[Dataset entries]
//! Synthetic SFNT fonts assembled in memory for tests.
//!
//! Every builder produces structurally valid table bytes; the canned
//! fonts at the bottom cover the common shapes the engine tests need:
//! a unit square glyph, composites, kerning and hinted variants.

/// Assembles a font from raw table payloads, generating the directory.
pub fn build_font(tables: &[(&[u8; 4], Vec<u8>)]) -> Vec<u8> {
    let mut data = Vec::new();
    data.extend_from_slice(&0x00010000u32.to_be_bytes());
    data.extend_from_slice(&(tables.len() as u16).to_be_bytes());
    data.extend_from_slice(&[0; 6]);
    let mut offset = 12 + 16 * tables.len() as u32;
    for (tag, payload) in tables {
        data.extend_from_slice(*tag);
        data.extend_from_slice(&0u32.to_be_bytes());
        data.extend_from_slice(&offset.to_be_bytes());
        data.extend_from_slice(&(payload.len() as u32).to_be_bytes());
        offset += payload.len() as u32;
    }
    for (_, payload) in tables {
        data.extend_from_slice(payload);
    }
    data
}

/// A `head` table with long loca offsets.
pub fn head(units_per_em: u16) -> Vec<u8> {
    let mut data = Vec::new();
    data.extend_from_slice(&0x00010000u32.to_be_bytes());
    data.extend_from_slice(&[0; 8]); // revision, checksum adjustment
    data.extend_from_slice(&0x5F0F3CF5u32.to_be_bytes());
    data.extend_from_slice(&0u16.to_be_bytes()); // flags
    data.extend_from_slice(&units_per_em.to_be_bytes());
    data.extend_from_slice(&[0; 16]); // timestamps
    for v in [0i16, -200, 1000, 1000] {
        data.extend_from_slice(&v.to_be_bytes());
    }
    data.extend_from_slice(&0u16.to_be_bytes()); // mac style
    data.extend_from_slice(&8u16.to_be_bytes()); // lowest rec ppem
    data.extend_from_slice(&2i16.to_be_bytes()); // direction hint
    data.extend_from_slice(&1i16.to_be_bytes()); // long loca
    data.extend_from_slice(&0i16.to_be_bytes());
    data
}

pub fn maxp(num_glyphs: u16) -> Vec<u8> {
    let mut data = Vec::new();
    data.extend_from_slice(&0x00010000u32.to_be_bytes());
    data.extend_from_slice(&num_glyphs.to_be_bytes());
    // max points, contours, composite points/contours, zones,
    // twilight, storage, fdefs, idefs, stack, instruction bytes,
    // components, depth
    for v in [64u16, 8, 128, 8, 2, 16, 64, 32, 8, 256, 200, 4, 2] {
        data.extend_from_slice(&v.to_be_bytes());
    }
    data
}

pub fn hhea(ascender: i16, descender: i16, line_gap: i16, num_long: u16) -> Vec<u8> {
    let mut data = Vec::new();
    data.extend_from_slice(&0x00010000u32.to_be_bytes());
    data.extend_from_slice(&ascender.to_be_bytes());
    data.extend_from_slice(&descender.to_be_bytes());
    data.extend_from_slice(&line_gap.to_be_bytes());
    data.extend_from_slice(&1000u16.to_be_bytes());
    data.extend_from_slice(&[0; 22]);
    data.extend_from_slice(&num_long.to_be_bytes());
    data
}

pub fn hmtx(metrics: &[(u16, i16)]) -> Vec<u8> {
    let mut data = Vec::new();
    for (advance, bearing) in metrics {
        data.extend_from_slice(&advance.to_be_bytes());
        data.extend_from_slice(&bearing.to_be_bytes());
    }
    data
}

pub fn os2(fs_selection: u16, x_height: i16) -> Vec<u8> {
    let mut data = Vec::new();
    data.extend_from_slice(&2u16.to_be_bytes()); // version
    data.extend_from_slice(&500i16.to_be_bytes());
    data.extend_from_slice(&400u16.to_be_bytes());
    data.extend_from_slice(&5u16.to_be_bytes());
    data.extend_from_slice(&0u16.to_be_bytes());
    data.extend_from_slice(&[0; 16]);
    data.extend_from_slice(&50i16.to_be_bytes()); // strikeout size
    data.extend_from_slice(&250i16.to_be_bytes()); // strikeout position
    data.extend_from_slice(&0i16.to_be_bytes());
    data.extend_from_slice(&[0; 30]);
    data.extend_from_slice(&fs_selection.to_be_bytes());
    data.extend_from_slice(&0x20u16.to_be_bytes());
    data.extend_from_slice(&0xFFu16.to_be_bytes());
    data.extend_from_slice(&800i16.to_be_bytes()); // typo ascender
    data.extend_from_slice(&(-200i16).to_be_bytes()); // typo descender
    data.extend_from_slice(&90i16.to_be_bytes()); // typo line gap
    data.extend_from_slice(&820u16.to_be_bytes()); // win ascent
    data.extend_from_slice(&210u16.to_be_bytes()); // win descent
    data.extend_from_slice(&[0; 8]);
    data.extend_from_slice(&x_height.to_be_bytes());
    data.extend_from_slice(&700i16.to_be_bytes());
    data
}

/// A format 4 `cmap` with one single-codepoint segment per mapping,
/// wrapped as a Microsoft BMP subtable.
pub fn cmap(mappings: &[(u32, u16)]) -> Vec<u8> {
    let mut segments: Vec<(u16, u16, i16)> = mappings
        .iter()
        .map(|(code, glyph)| {
            let code = *code as u16;
            (code, code, (*glyph as i32 - code as i32) as i16)
        })
        .collect();
    segments.sort();
    segments.push((0xFFFF, 0xFFFF, 1));
    let seg_count = segments.len() as u16;
    let mut data = Vec::new();
    data.extend_from_slice(&0u16.to_be_bytes());
    data.extend_from_slice(&1u16.to_be_bytes());
    data.extend_from_slice(&3u16.to_be_bytes());
    data.extend_from_slice(&1u16.to_be_bytes());
    data.extend_from_slice(&12u32.to_be_bytes());
    let length = 16 + 8 * seg_count;
    data.extend_from_slice(&4u16.to_be_bytes());
    data.extend_from_slice(&length.to_be_bytes());
    data.extend_from_slice(&0u16.to_be_bytes());
    data.extend_from_slice(&(seg_count * 2).to_be_bytes());
    data.extend_from_slice(&[0; 6]);
    for (_, end, _) in &segments {
        data.extend_from_slice(&end.to_be_bytes());
    }
    data.extend_from_slice(&0u16.to_be_bytes());
    for (start, _, _) in &segments {
        data.extend_from_slice(&start.to_be_bytes());
    }
    for (_, _, delta) in &segments {
        data.extend_from_slice(&delta.to_be_bytes());
    }
    for _ in &segments {
        data.extend_from_slice(&0u16.to_be_bytes());
    }
    data
}

/// A simple glyph with long-form coordinates and explicit bounds.
pub fn simple_glyph(contours: &[&[(i16, i16, bool)]], instructions: &[u8]) -> Vec<u8> {
    let points: Vec<(i16, i16)> = contours
        .iter()
        .flat_map(|c| c.iter().map(|(x, y, _)| (*x, *y)))
        .collect();
    let x_min = points.iter().map(|p| p.0).min().unwrap_or(0);
    let y_min = points.iter().map(|p| p.1).min().unwrap_or(0);
    let x_max = points.iter().map(|p| p.0).max().unwrap_or(0);
    let y_max = points.iter().map(|p| p.1).max().unwrap_or(0);
    let mut data = Vec::new();
    data.extend_from_slice(&(contours.len() as i16).to_be_bytes());
    for v in [x_min, y_min, x_max, y_max] {
        data.extend_from_slice(&v.to_be_bytes());
    }
    let mut end = -1i32;
    for contour in contours {
        end += contour.len() as i32;
        data.extend_from_slice(&(end as u16).to_be_bytes());
    }
    data.extend_from_slice(&(instructions.len() as u16).to_be_bytes());
    data.extend_from_slice(instructions);
    for contour in contours {
        for (_, _, on_curve) in *contour {
            data.push(if *on_curve { 0x01 } else { 0x00 });
        }
    }
    let mut prev = 0i16;
    for (x, _) in &points {
        data.extend_from_slice(&(x - prev).to_be_bytes());
        prev = *x;
    }
    prev = 0;
    for (_, y) in &points {
        data.extend_from_slice(&(y - prev).to_be_bytes());
        prev = *y;
    }
    data
}

/// One composite component record.
pub struct ComponentRecord {
    pub flags: u16,
    pub glyph_id: u16,
    pub arg1: i16,
    pub arg2: i16,
    /// Raw 2.14 transform words appended after the args.
    pub transform: Vec<i16>,
}

/// A composite glyph from explicit component records; the MORE flag is
/// managed here.
pub fn composite_glyph(components: &[ComponentRecord], bounds_y_max: i16) -> Vec<u8> {
    let mut data = Vec::new();
    data.extend_from_slice(&(-1i16).to_be_bytes());
    for v in [0, 0, 0, bounds_y_max] {
        data.extend_from_slice(&(v as i16).to_be_bytes());
    }
    for (index, component) in components.iter().enumerate() {
        let mut flags = component.flags | 0x0001; // word args
        if index + 1 < components.len() {
            flags |= 0x0020;
        }
        data.extend_from_slice(&flags.to_be_bytes());
        data.extend_from_slice(&component.glyph_id.to_be_bytes());
        data.extend_from_slice(&component.arg1.to_be_bytes());
        data.extend_from_slice(&component.arg2.to_be_bytes());
        for word in &component.transform {
            data.extend_from_slice(&word.to_be_bytes());
        }
    }
    data
}

/// Long-format `loca` and concatenated `glyf` payloads.
pub fn glyf_and_loca(glyphs: &[Vec<u8>]) -> (Vec<u8>, Vec<u8>) {
    let mut glyf = Vec::new();
    let mut loca = Vec::new();
    loca.extend_from_slice(&0u32.to_be_bytes());
    for glyph in glyphs {
        glyf.extend_from_slice(glyph);
        loca.extend_from_slice(&(glyf.len() as u32).to_be_bytes());
    }
    (glyf, loca)
}

/// A `kern` table of format 0 subtables given as (coverage, pairs).
pub fn kern(subtables: &[(u16, &[(u16, u16, i16)])]) -> Vec<u8> {
    let mut data = Vec::new();
    data.extend_from_slice(&0u16.to_be_bytes());
    data.extend_from_slice(&(subtables.len() as u16).to_be_bytes());
    for (coverage, pairs) in subtables {
        let length = 14 + 6 * pairs.len() as u16;
        data.extend_from_slice(&0u16.to_be_bytes());
        data.extend_from_slice(&length.to_be_bytes());
        data.extend_from_slice(&coverage.to_be_bytes());
        data.extend_from_slice(&(pairs.len() as u16).to_be_bytes());
        data.extend_from_slice(&[0; 6]);
        for (left, right, value) in *pairs {
            data.extend_from_slice(&left.to_be_bytes());
            data.extend_from_slice(&right.to_be_bytes());
            data.extend_from_slice(&value.to_be_bytes());
        }
    }
    data
}

/// Two glyphs: 0 empty, 1 a 1000 unit square mapped from 'A', with
/// units per em 1000 and advance 1000.
pub fn minimal_font() -> Vec<u8> {
    minimal_font_with_programs(&[], &[], &[], &[])
}

/// The minimal font plus hinting tables: per-glyph instructions on the
/// square, `fpgm`, `prep` and `cvt ` payloads.
pub fn minimal_font_with_programs(
    instructions: &[u8],
    fpgm: &[u8],
    prep: &[u8],
    cvt: &[i16],
) -> Vec<u8> {
    let square = simple_glyph(
        &[&[
            (0, 0, true),
            (1000, 0, true),
            (1000, 1000, true),
            (0, 1000, true),
        ]],
        instructions,
    );
    let (glyf, loca) = glyf_and_loca(&[Vec::new(), square]);
    let mut cvt_bytes = Vec::new();
    for value in cvt {
        cvt_bytes.extend_from_slice(&value.to_be_bytes());
    }
    let mut tables: Vec<(&[u8; 4], Vec<u8>)> = vec![
        (b"head", head(1000)),
        (b"maxp", maxp(2)),
        (b"hhea", hhea(800, -200, 90, 2)),
        (b"hmtx", hmtx(&[(500, 0), (1000, 0)])),
        (b"OS/2", os2(0x40, 500)),
        (b"cmap", cmap(&[('A' as u32, 1)])),
        (b"loca", loca),
        (b"glyf", glyf),
    ];
    if !fpgm.is_empty() {
        tables.push((b"fpgm", fpgm.to_vec()));
    }
    if !prep.is_empty() {
        tables.push((b"prep", prep.to_vec()));
    }
    if !cvt_bytes.is_empty() {
        tables.push((b"cvt ", cvt_bytes));
    }
    build_font(&tables)
}

/// Four glyphs: 0 empty, 1 a triangle child, 2 a composite of two
/// child copies (literal offset then point anchor), 3 a half-scale
/// child with a scaled component offset. Mapped from 'A', 'B', 'C'.
pub fn composite_font() -> Vec<u8> {
    let child = simple_glyph(&[&[(0, 0, true), (100, 0, true), (50, 80, true)]], &[]);
    let two_children = composite_glyph(
        &[
            ComponentRecord {
                flags: 0x0002, // literal offset
                glyph_id: 1,
                arg1: 100,
                arg2: 0,
                transform: Vec::new(),
            },
            ComponentRecord {
                flags: 0, // point anchor: parent 1, child 0
                glyph_id: 1,
                arg1: 1,
                arg2: 0,
                transform: Vec::new(),
            },
        ],
        80,
    );
    let half_scale = composite_glyph(
        &[ComponentRecord {
            flags: 0x0002 | 0x0008 | 0x0800, // offset, scale, scaled offset
            glyph_id: 1,
            arg1: 100,
            arg2: 0,
            transform: vec![0x2000], // 0.5 in 2.14
        }],
        40,
    );
    let (glyf, loca) = glyf_and_loca(&[Vec::new(), child, two_children, half_scale]);
    build_font(&[
        (b"head", head(1000)),
        (b"maxp", maxp(4)),
        (b"hhea", hhea(800, -200, 90, 4)),
        (b"hmtx", hmtx(&[(500, 0), (200, 0), (400, 0), (300, 0)])),
        (b"OS/2", os2(0x40, 500)),
        (
            b"cmap",
            cmap(&[('A' as u32, 1), ('B' as u32, 2), ('C' as u32, 3)]),
        ),
        (b"loca", loca),
        (b"glyf", glyf),
    ])
}

/// The minimal font plus a kern table adjusting the pair ('A', 'A').
pub fn kerned_font(adjustment: i16) -> Vec<u8> {
    let square = simple_glyph(
        &[&[
            (0, 0, true),
            (1000, 0, true),
            (1000, 1000, true),
            (0, 1000, true),
        ]],
        &[],
    );
    let (glyf, loca) = glyf_and_loca(&[Vec::new(), square]);
    build_font(&[
        (b"head", head(1000)),
        (b"maxp", maxp(2)),
        (b"hhea", hhea(800, -200, 90, 2)),
        (b"hmtx", hmtx(&[(500, 0), (1000, 0)])),
        (b"OS/2", os2(0x40, 500)),
        (b"cmap", cmap(&[('A' as u32, 1)])),
        (b"loca", loca),
        (b"glyf", glyf),
        (b"kern", kern(&[(0x01, &[(1, 1, adjustment)])])),
    ])
}

/// A font whose only real glyph is a self-referencing composite.
pub fn cyclic_composite_font() -> Vec<u8> {
    let cyclic = composite_glyph(
        &[ComponentRecord {
            flags: 0x0002,
            glyph_id: 1,
            arg1: 0,
            arg2: 0,
            transform: Vec::new(),
        }],
        0,
    );
    let (glyf, loca) = glyf_and_loca(&[Vec::new(), cyclic]);
    build_font(&[
        (b"head", head(1000)),
        (b"maxp", maxp(2)),
        (b"hhea", hhea(800, -200, 90, 2)),
        (b"hmtx", hmtx(&[(500, 0), (1000, 0)])),
        (b"OS/2", os2(0x40, 500)),
        (b"cmap", cmap(&[('A' as u32, 1)])),
        (b"loca", loca),
        (b"glyf", glyf),
    ])
}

Your assignment. In the entries above, find each line with the word "index" and copy it.

Problem solution.
    for (index, component) in components.iter().enumerate() {
        if index + 1 < components.len() {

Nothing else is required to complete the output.